Razón del sin querer.

No sé cómo explicarte
esto de lo que no tienes culpa.
Más yo no estoy lista para caer otra vez
de rodillas ante la misma vida.

Ya antes me enredé por las ramas
como chincolita traviesa
que vuela sin desconfianza
aunque sepa que el águila anda despierta.
Ya me enredé con el hilo
del volantín que elevaba un niño
Y bajé la mirada
de la pura pena que me embargó con mis alitas rotas.

No sé cómo explicarte que si no te grito;
es porque no quiero quedar sorda.
Que si no me derrito;
es porque me puse unos dos de menta con hielo.
Que si no dibujo corazones;
es porque me limé las uñas.
Que no es que no lo esté intentando
no es que no me guste oír tu voz
es sólo que hoy perdí mis pasos.
Perdí la coreografía de la danza
y casi no me entero cuando era la entrada.
Quiero buscarte, pero estoy ciega.

Y en eso estamos: Un tuerto tratando de guiar a una ciega en un mundo de daltónicos.

viernes, 21 de agosto de 2009

Hoy no escribiré de amores.

Hoy no escribiré de amores;
Hay gente que está pasando hambre.
Ya no anhelaré tus besos;
He visto gente morir de frío.

Ya no quiero hablar más de amor (De tu maldito amor).
Quiero hablar del trabajador, la prostituta, el suicida, el ladrón, el hijo y del atropellado.
Tengo mi mente, mis letras y mi voz.

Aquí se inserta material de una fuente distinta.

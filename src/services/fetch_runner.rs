//! Background page fetching
//!
//! Loads dataset pages on a worker thread so the event loop never blocks on
//! file reads. Results come back over a channel and are picked up by
//! [`FetchRunner::poll`] on each tick.

use super::dataset::{load_page, Page};
use std::path::PathBuf;
use std::sync::mpsc::{self, Receiver, Sender, TryRecvError};
use std::thread;
use std::time::Instant;

/// Message sent from the worker back to the event loop
#[derive(Debug)]
pub enum FetchMessage {
    Page(Page),
    Failed(String),
}

/// A fetch in flight
struct PendingFetch {
    receiver: Receiver<FetchMessage>,
    start_instant: Instant,
    offset: usize,
}

/// Runs at most one page fetch at a time
pub struct FetchRunner {
    dataset_path: PathBuf,
    pending: Option<PendingFetch>,
}

impl FetchRunner {
    pub fn new(dataset_path: impl Into<PathBuf>) -> Self {
        Self {
            dataset_path: dataset_path.into(),
            pending: None,
        }
    }

    pub fn is_busy(&self) -> bool {
        self.pending.is_some()
    }

    /// Start fetching `limit` rows from `offset`
    ///
    /// Returns false without doing anything if a fetch is already running.
    pub fn spawn(&mut self, offset: usize, limit: usize) -> bool {
        if self.is_busy() {
            tracing::debug!(offset, "fetch already in flight, skipping");
            return false;
        }
        let (tx, rx) = mpsc::channel();
        let path = self.dataset_path.clone();

        thread::spawn(move || {
            Self::run_fetch(path, offset, limit, tx);
        });

        tracing::debug!(offset, limit, "page fetch started");
        self.pending = Some(PendingFetch {
            receiver: rx,
            start_instant: Instant::now(),
            offset,
        });
        true
    }

    /// Take the result of the running fetch if it has finished
    pub fn poll(&mut self) -> Option<FetchMessage> {
        let pending = self.pending.as_ref()?;
        let message = match pending.receiver.try_recv() {
            Ok(message) => message,
            Err(TryRecvError::Empty) => return None,
            Err(TryRecvError::Disconnected) => {
                FetchMessage::Failed("fetch worker exited without a result".to_string())
            }
        };
        tracing::debug!(
            offset = pending.offset,
            elapsed_ms = pending.start_instant.elapsed().as_millis() as u64,
            "page fetch finished"
        );
        self.pending = None;
        Some(message)
    }

    fn run_fetch(path: PathBuf, offset: usize, limit: usize, tx: Sender<FetchMessage>) {
        let message = match load_page(&path, offset, limit) {
            Ok(page) => FetchMessage::Page(page),
            Err(e) => FetchMessage::Failed(e.to_string()),
        };
        let _ = tx.send(message);
    }
}
//! Quit confirmation dialog component

use crate::action::Action;
use crate::component::Component;
use crate::components::centered_popup;
use anyhow::Result;
use crossterm::event::{KeyCode, KeyEvent};
use ratatui::{
    layout::Rect,
    style::{Color, Modifier, Style},
    text::{Line, Span},
    widgets::{Block, Borders, Clear, Paragraph},
    Frame,
};

/// Quit confirmation dialog
#[derive(Default)]
pub struct QuitDialog {
    /// Rules were edited since the last save
    pub unsaved: bool,
}

impl Component for QuitDialog {
    fn handle_key_event(&mut self, key: KeyEvent) -> Result<Option<Action>> {
        let action = match key.code {
            KeyCode::Char('y') | KeyCode::Char('Y') => Some(Action::ForceQuit),
            KeyCode::Char('n') | KeyCode::Char('N') | KeyCode::Esc => Some(Action::CloseModal),
            _ => None,
        };
        Ok(action)
    }

    fn draw(&mut self, frame: &mut Frame, area: Rect) -> Result<()> {
        let popup_area = centered_popup(area, 44, if self.unsaved { 8 } else { 7 });

        frame.render_widget(Clear, popup_area);

        let mut content = vec![
            Line::from(""),
            Line::from(Span::styled(
                "Are you sure you want to quit?",
                Style::default()
                    .fg(Color::White)
                    .add_modifier(Modifier::BOLD),
            )),
        ];
        if self.unsaved {
            content.push(Line::from(Span::styled(
                "Unsaved rule changes will be lost",
                Style::default().fg(Color::Yellow),
            )));
        }
        content.push(Line::from(""));
        content.push(Line::from(vec![
            Span::styled(
                " y ",
                Style::default()
                    .fg(Color::Green)
                    .add_modifier(Modifier::BOLD),
            ),
            Span::raw("Yes, quit  "),
            Span::styled(
                " n/Esc ",
                Style::default().fg(Color::Red).add_modifier(Modifier::BOLD),
            ),
            Span::raw("No, cancel"),
        ]));

        let paragraph = Paragraph::new(content)
            .block(
                Block::default()
                    .borders(Borders::ALL)
                    .border_style(Style::default().fg(Color::Yellow))
                    .title(" Quit? ")
                    .title_style(
                        Style::default()
                            .fg(Color::Yellow)
                            .add_modifier(Modifier::BOLD),
                    ),
            )
            .alignment(ratatui::layout::Alignment::Center);

        frame.render_widget(paragraph, popup_area);
        Ok(())
    }
}

#[cfg(test)]
mod tests {
    use super::*;
    use crossterm::event::KeyModifiers;
    use ratatui::{backend::TestBackend, Terminal};

    #[test]
    fn test_confirm_and_cancel() {
        let mut dialog = QuitDialog::default();
        let press = |c| KeyEvent::new(KeyCode::Char(c), KeyModifiers::NONE);
        assert_eq!(dialog.handle_key_event(press('y')).unwrap(), Some(Action::ForceQuit));
        assert_eq!(dialog.handle_key_event(press('n')).unwrap(), Some(Action::CloseModal));
        assert_eq!(dialog.handle_key_event(press('x')).unwrap(), None);
    }

    #[test]
    fn test_unsaved_warning_rendered() {
        let mut dialog = QuitDialog { unsaved: true };
        let mut terminal = Terminal::new(TestBackend::new(60, 12)).unwrap();
        terminal
            .draw(|frame| {
                dialog.draw(frame, frame.area()).unwrap();
            })
            .unwrap();
        let buffer = terminal.backend().buffer();
        let text: String = buffer.content().iter().map(|cell| cell.symbol()).collect();
        assert!(text.contains("Unsaved rule changes"));
    }
}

No necesito nada más.
El tema en mi vida no sólo eres tú; Despierta amor.
Que abrazo por un segundo la conciencia, esperando que me bese el conocimiento y la cordura, sin perder mi demencia innata.

Y es que veo gente estudiando para explotar, para matar y acallar masas. Y me da rabia.
Veo aulas llenas de pericos repitiendo las frases de tipos que odiaron mucho. Y me da susto.
Y es que me formé en una cola de una hora para recibir una aspirina. Y pienso en aquel que espera seis.
Vi a estúpidos apuntar a personas por su piel oscura, hacer la cruz a un hombre que le toma la mano a otro, y escupir a una mujer que decidió no tener día de la madre. Y no comprendo.
Leo periódicos censurados y extremadamente guiados, silenciando “Realidades incómodas”. Y no me dan ganas seguir leyendo.

Y no puedo evitar sentir, no puedo evitar escribir.
Y no quiero llegar a la indolencia amor, eso si que no quiero.
Y es que no soporto a tantas nenas odiando por que sus zapatos no son rosa pastel; por que el mundo se queda sin fe.
Por lo menos tengo mi voz, mi mente y mis letras. Que sé que es lo único que no me podrán quitar, ni tú amor, ni tú, ni nadie.

Esta mañana he visto la miseria, y no quiero dejar de sentir, y no quiero desviar los ojos.
Esta mañana ya elegí seguir viéndola a la cara, sin pagar mi humanidad por ello.